_Collected data_
————————

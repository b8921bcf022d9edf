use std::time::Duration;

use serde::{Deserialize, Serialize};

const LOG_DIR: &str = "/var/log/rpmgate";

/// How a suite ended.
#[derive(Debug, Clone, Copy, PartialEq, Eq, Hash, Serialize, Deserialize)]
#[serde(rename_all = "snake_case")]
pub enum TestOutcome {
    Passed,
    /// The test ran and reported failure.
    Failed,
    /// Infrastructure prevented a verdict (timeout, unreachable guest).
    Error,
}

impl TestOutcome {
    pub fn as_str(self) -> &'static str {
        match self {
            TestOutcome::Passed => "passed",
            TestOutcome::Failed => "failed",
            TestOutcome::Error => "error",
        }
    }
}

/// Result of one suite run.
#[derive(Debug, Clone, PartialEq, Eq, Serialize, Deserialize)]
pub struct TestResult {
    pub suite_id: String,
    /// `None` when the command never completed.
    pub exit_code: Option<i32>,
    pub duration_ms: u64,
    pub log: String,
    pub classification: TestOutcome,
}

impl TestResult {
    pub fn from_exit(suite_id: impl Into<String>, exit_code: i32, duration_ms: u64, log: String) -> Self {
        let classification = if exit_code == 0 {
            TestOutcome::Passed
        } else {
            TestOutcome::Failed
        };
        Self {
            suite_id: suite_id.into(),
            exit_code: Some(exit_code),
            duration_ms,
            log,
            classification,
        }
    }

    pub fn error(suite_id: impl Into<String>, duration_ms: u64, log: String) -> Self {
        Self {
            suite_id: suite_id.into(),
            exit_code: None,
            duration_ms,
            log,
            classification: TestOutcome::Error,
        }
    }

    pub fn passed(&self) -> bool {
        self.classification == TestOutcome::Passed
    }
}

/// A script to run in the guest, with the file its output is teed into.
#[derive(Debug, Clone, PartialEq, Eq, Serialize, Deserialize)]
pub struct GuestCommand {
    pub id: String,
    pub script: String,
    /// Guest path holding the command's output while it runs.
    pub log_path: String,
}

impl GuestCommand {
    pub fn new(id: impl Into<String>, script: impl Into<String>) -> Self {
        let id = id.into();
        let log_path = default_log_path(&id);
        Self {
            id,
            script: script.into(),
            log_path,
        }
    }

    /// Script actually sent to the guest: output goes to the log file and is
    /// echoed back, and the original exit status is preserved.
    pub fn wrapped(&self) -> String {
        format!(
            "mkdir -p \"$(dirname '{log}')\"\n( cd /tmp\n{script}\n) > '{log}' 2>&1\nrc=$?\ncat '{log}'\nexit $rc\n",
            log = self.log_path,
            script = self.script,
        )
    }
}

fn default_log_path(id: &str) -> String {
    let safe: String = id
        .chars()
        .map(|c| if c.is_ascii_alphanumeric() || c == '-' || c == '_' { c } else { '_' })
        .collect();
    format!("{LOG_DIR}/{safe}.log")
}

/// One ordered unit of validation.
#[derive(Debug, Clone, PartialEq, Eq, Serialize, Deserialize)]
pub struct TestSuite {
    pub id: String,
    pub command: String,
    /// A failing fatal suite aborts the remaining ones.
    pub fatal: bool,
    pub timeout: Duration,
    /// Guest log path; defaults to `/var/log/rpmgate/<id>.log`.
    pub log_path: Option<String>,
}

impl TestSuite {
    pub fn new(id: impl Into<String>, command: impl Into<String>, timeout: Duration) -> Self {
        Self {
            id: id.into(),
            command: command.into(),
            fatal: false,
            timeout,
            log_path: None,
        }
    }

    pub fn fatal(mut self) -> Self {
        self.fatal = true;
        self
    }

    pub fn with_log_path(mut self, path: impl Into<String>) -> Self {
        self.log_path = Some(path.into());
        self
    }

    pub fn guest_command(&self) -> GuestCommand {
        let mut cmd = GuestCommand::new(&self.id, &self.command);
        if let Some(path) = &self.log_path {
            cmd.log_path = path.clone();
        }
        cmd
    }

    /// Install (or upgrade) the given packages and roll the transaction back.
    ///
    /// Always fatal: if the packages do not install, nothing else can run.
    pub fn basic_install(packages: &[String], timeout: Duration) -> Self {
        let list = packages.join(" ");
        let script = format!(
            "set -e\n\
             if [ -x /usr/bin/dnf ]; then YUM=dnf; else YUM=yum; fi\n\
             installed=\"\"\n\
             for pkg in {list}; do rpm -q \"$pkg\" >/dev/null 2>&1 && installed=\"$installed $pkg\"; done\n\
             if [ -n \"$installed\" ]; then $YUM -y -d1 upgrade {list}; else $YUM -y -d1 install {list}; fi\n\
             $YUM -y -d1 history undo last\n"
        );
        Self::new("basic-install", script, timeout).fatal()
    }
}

————————

Exactly the lines from the one containing "the transaction back." through the final line above, and only those, should be given again.

    /// Install (or upgrade) the given packages and roll the transaction back.
    ///
    /// Always fatal: if the packages do not install, nothing else can run.
    pub fn basic_install(packages: &[String], timeout: Duration) -> Self {
        let list = packages.join(" ");
        let script = format!(
            "set -e\n\
             if [ -x /usr/bin/dnf ]; then YUM=dnf; else YUM=yum; fi\n\
             installed=\"\"\n\
             for pkg in {list}; do rpm -q \"$pkg\" >/dev/null 2>&1 && installed=\"$installed $pkg\"; done\n\
             if [ -n \"$installed\" ]; then $YUM -y -d1 upgrade {list}; else $YUM -y -d1 install {list}; fi\n\
             $YUM -y -d1 history undo last\n"
        );
        Self::new("basic-install", script, timeout).fatal()
    }
}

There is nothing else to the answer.